Proteasome inhibitor MG-132 induces C6 glioma cell apoptosis via oxidative stress

Abstract

Aim: Proteasome inhibitors have been found to suppress glioma cell proliferation and induce apoptosis, but the mechanisms are not fully elucidated. In this study we investigated the mechanisms underlying the apoptosis induced by the proteasome inhibitor MG-132 in glioma cells.

Methods: C6 glioma cells were used. MTT assay was used to analyze cell proliferation. Proteasome activity was assayed using Succinyl-LLVY-AMC, and intracellular ROS level was evaluated with the redox-sensitive dye DCFH-DA. Apoptosis was detected using fluorescence and transmission electron microscopy as well as flow cytometry. The expression of apoptosis-related proteins was investigated using Western blot analysis.

Results: MG-132 inhibited C6 glioma cell proliferation in a time- and dose-dependent manner (the IC(50) value at 24 h was 18.5 μmol/L). MG-132 (18.5 μmol/L) suppressed the proteasome activity by about 70% at 3 h. It induced apoptosis via down-regulation of antiapoptotic proteins Bcl-2 and XIAP, up-regulation of pro-apoptotic protein Bax and caspase-3, and production of cleaved C-terminal 85 kDa PARP). It also caused a more than 5-fold increase of reactive oxygen species. Tiron (1 mmol/L) effectively blocked oxidative stress induced by MG-132 (18.5 μmol/L), attenuated proliferation inhibition and apoptosis in C6 glioma cells, and reversed the expression pattern of apoptosis-related proteins.

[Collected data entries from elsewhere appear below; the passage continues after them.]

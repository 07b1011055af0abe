//! Documentation scrapers
//!
//! Produces [`Document`]s from three sources:
//!
//! - the standard library index (`std`)
//! - the book's table of contents (`guide`)
//! - crate pages on the registry (`crate`)
//!
//! Local markdown or HTML files become documents through [`load_file`].
//!
//! # Usage
//!
//! ```ignore
//! use docgraph_lib::{config::SourcesConfig, scrape::Scraper};
//! use futures::StreamExt;
//!
//! let scraper = Scraper::new(SourcesConfig::default())?;
//! let mut docs = scraper.documents(scraper.configured_sources());
//! while let Some(doc) = docs.next().await {
//!     println!("{}", doc?.title);
//! }
//! ```

use std::fmt;

use futures::stream::{self, Stream, StreamExt};
use tracing::{info, warn};

use crate::config::SourcesConfig;
use crate::document::Document;
use crate::Result;

mod fetch;
mod local;
pub mod parse;

pub use local::{document_from_markup, load_file};
pub use parse::{
    clean_markdown, extract_main_text, parse_book_toc, parse_crate_page, parse_std_index,
};

/// One scrapeable source
#[derive(Debug, Clone, PartialEq, Eq)]
pub enum Source {
    /// Standard library index page
    Std,
    /// The book's table of contents
    Book,
    /// A crate page on the registry
    Crate(String),
}

impl fmt::Display for Source {
    fn fmt(&self, f: &mut fmt::Formatter<'_>) -> fmt::Result {
        match self {
            Self::Std => f.write_str("std"),
            Self::Book => f.write_str("book"),
            Self::Crate(name) => write!(f, "crate {name}"),
        }
    }
}

/// Fetches and parses documentation pages.
pub struct Scraper {
    client: reqwest::Client,
    config: SourcesConfig,
}

impl Scraper {
    pub fn new(config: SourcesConfig) -> Result<Self> {
        Ok(Self {
            client: fetch::build_client()?,
            config,
        })
    }

    /// Standard library, book, then every configured crate.
    #[must_use]
    pub fn configured_sources(&self) -> Vec<Source> {
        let mut sources = vec![Source::Std, Source::Book];
        sources.extend(self.config.crates.iter().cloned().map(Source::Crate));
        sources
    }

    /// Scrape a single source.
    pub async fn scrape(&self, source: &Source) -> Result<Vec<Document>> {
        let docs = match source {
            Source::Std => self.scrape_std().await?,
            Source::Book => self.scrape_book().await?,
            Source::Crate(name) => self.scrape_crate(name).await?,
        };
        info!("Scraped {} document(s) from {}", docs.len(), source);
        Ok(docs)
    }

    pub async fn scrape_std(&self) -> Result<Vec<Document>> {
        let url = &self.config.std_url;
        let html = fetch::fetch_html(&self.client, url).await?;
        parse_std_index(&html, url)
    }

    pub async fn scrape_crate(&self, name: &str) -> Result<Vec<Document>> {
        let url = format!("{}/crates/{name}", self.config.crates_url.trim_end_matches('/'));
        let html = fetch::fetch_html(&self.client, &url).await?;
        parse_crate_page(&html, &url)
    }

    /// Book chapters; their content is fetched only when `fetch_chapters` is set.
    pub async fn scrape_book(&self) -> Result<Vec<Document>> {
        let book_url = format!("{}/book/", self.config.docs_url.trim_end_matches('/'));
        let html = fetch::fetch_html(&self.client, &book_url).await?;
        let mut docs = parse_book_toc(&html, &book_url)?;

        if self.config.fetch_chapters {
            for doc in &mut docs {
                match self.fetch_chapter(&doc.url).await {
                    Ok(content) => doc.content = content,
                    // an empty chapter still indexes under its title
                    Err(e) => warn!("Could not fetch chapter {}: {}", doc.url, e),
                }
            }
        }

        Ok(docs)
    }

    async fn fetch_chapter(&self, url: &str) -> Result<String> {
        let html = fetch::fetch_html(&self.client, url).await?;
        extract_main_text(&html)
    }

    /// Lazily scrape `sources` in order, yielding documents as each page is parsed.
    ///
    /// A source that fails yields one error and the stream moves on to the next.
    /// The stream is finite and can be restarted by calling this again.
    pub fn documents(&self, sources: Vec<Source>) -> impl Stream<Item = Result<Document>> + '_ {
        stream::iter(sources)
            .then(move |source| async move { self.scrape(&source).await })
            .flat_map(|scraped| {
                let items: Vec<Result<Document>> = match scraped {
                    Ok(docs) => docs.into_iter().map(Ok).collect(),
                    Err(e) => vec![Err(e)],
                };
                stream::iter(items)
            })
    }
}

#[cfg(test)]
mod tests {
    use super::*;
    use crate::Error;

    fn offline_config() -> SourcesConfig {
        SourcesConfig {
            docs_url: "file:///nowhere".to_string(),
            std_url: "file:///nowhere/std/".to_string(),
            crates_url: "file:///nowhere".to_string(),
            crates: vec!["tokio".to_string(), "serde".to_string()],
            fetch_chapters: false,
        }
    }

    #[test]
    fn test_configured_sources() {
        let scraper = Scraper::new(offline_config()).unwrap();
        assert_eq!(
            scraper.configured_sources(),
            vec![
                Source::Std,
                Source::Book,
                Source::Crate("tokio".to_string()),
                Source::Crate("serde".to_string()),
            ]
        );
    }

    #[tokio::test]
    async fn test_failed_sources_yield_one_error_each() {
        let scraper = Scraper::new(offline_config()).unwrap();

        let items: Vec<_> = scraper.documents(scraper.configured_sources()).collect().await;

        assert_eq!(items.len(), 4);
        assert!(items.iter().all(|i| matches!(i, Err(Error::Scrape(_)))));
    }

    #[tokio::test]
    async fn test_documents_restart_from_first_source() {
        let scraper = Scraper::new(offline_config()).unwrap();
        let sources = scraper.configured_sources();

        let run = |sources: Vec<Source>| {
            scraper.documents(sources).map(|item| match item {
                Ok(doc) => Ok(doc.url),
                Err(e) => Err(e.to_string()),
            })
        };
        let first: Vec<_> = run(sources.clone()).collect().await;
        let second: Vec<_> = run(sources).collect().await;

        assert_eq!(first.len(), 4);
        assert_eq!(first, second);
        assert!(first[0].as_ref().unwrap_err().contains("nowhere/std/"));
        assert!(first[1].as_ref().unwrap_err().contains("nowhere/book/"));
    }

    #[tokio::test]
    #[ignore] // Requires network access
    async fn test_scrape_std_live() {
        let scraper = Scraper::new(SourcesConfig::default()).unwrap();
        let docs = scraper.scrape(&Source::Std).await.unwrap();
        assert!(docs.iter().any(|d| d.title == "option"));
    }
}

Conclusion: MG-132 induced apoptosis of C6 glioma cells via the oxidative stress.

Figure 1

Cellular viability assay and proteasome activity assay. (A) MTT assay of cell viability. The proliferation of C6 glioma cells was inhibited after 3 h incubation with MG-132; at 24 h, the maximal inhibitory effect was reached. (B) Proteasome activity assay. Proteasome activity in C6 glioma cells was significantly inhibited at 3 h by 18.5 μmol/L MG-132. (^cP<0.01 vs control group).

Figure 2

MG-132-induced oxidative stress. (A) ROS was generated in the MG-132-treated (18.5 μmol/L) C6 glioma cells at 3 h, increasing continuously to a peak at 24 h. When tiron (1 mmol/L) was used, ROS generation was blocked (B), and the viability of C6 glioma cells also increased significantly (C). Mean±SD. n=4. ^cP<0.01 vs control group, ^fP<0.01 vs MG-132 group.

Figure 3

C6 glioma cells displayed apoptotic morphological features after incubation with MG-132. Fluorescence microscopy (A: control group and B: MG-132 group) and transmission electron microscopy (C: control group and D: MG-132 group) showed chromatin condensation, nuclear condensation and nuclear fragmentation in the nucleus of C6 glioma cells treated with MG-132.

Figure 4

Tiron suppressed apoptosis and cell cycle arrest induced by MG-132. Flow cytometry analysis of apoptotic rate and cell cycle. In the control group (A), the apoptotic rate was 0.89%, and the percentage of the cells in G₂/M phase was 9.43%. Tiron effectively suppressed the increase of apoptosis rate (from 30.46% to 20.79%) and cell cycle arrest in G₂/M phase (from 17.31% to 12.77%) induced by MG-132 (B and C).

Figure 5

Tiron altered the expression of apoptosis-related proteins. Western blot analysis revealed that MG-132 induced down-regulation of anti-apoptotic proteins Bcl-2 and XIAP, up-regulated expression of pro-apoptotic protein Bax and caspase-3, and produced cleaved C-terminal 85 kDa PARP. Additionally, tiron reversed these alterations. ^cP<0.01 vs control; ^fP<0.01 vs MG-132 group.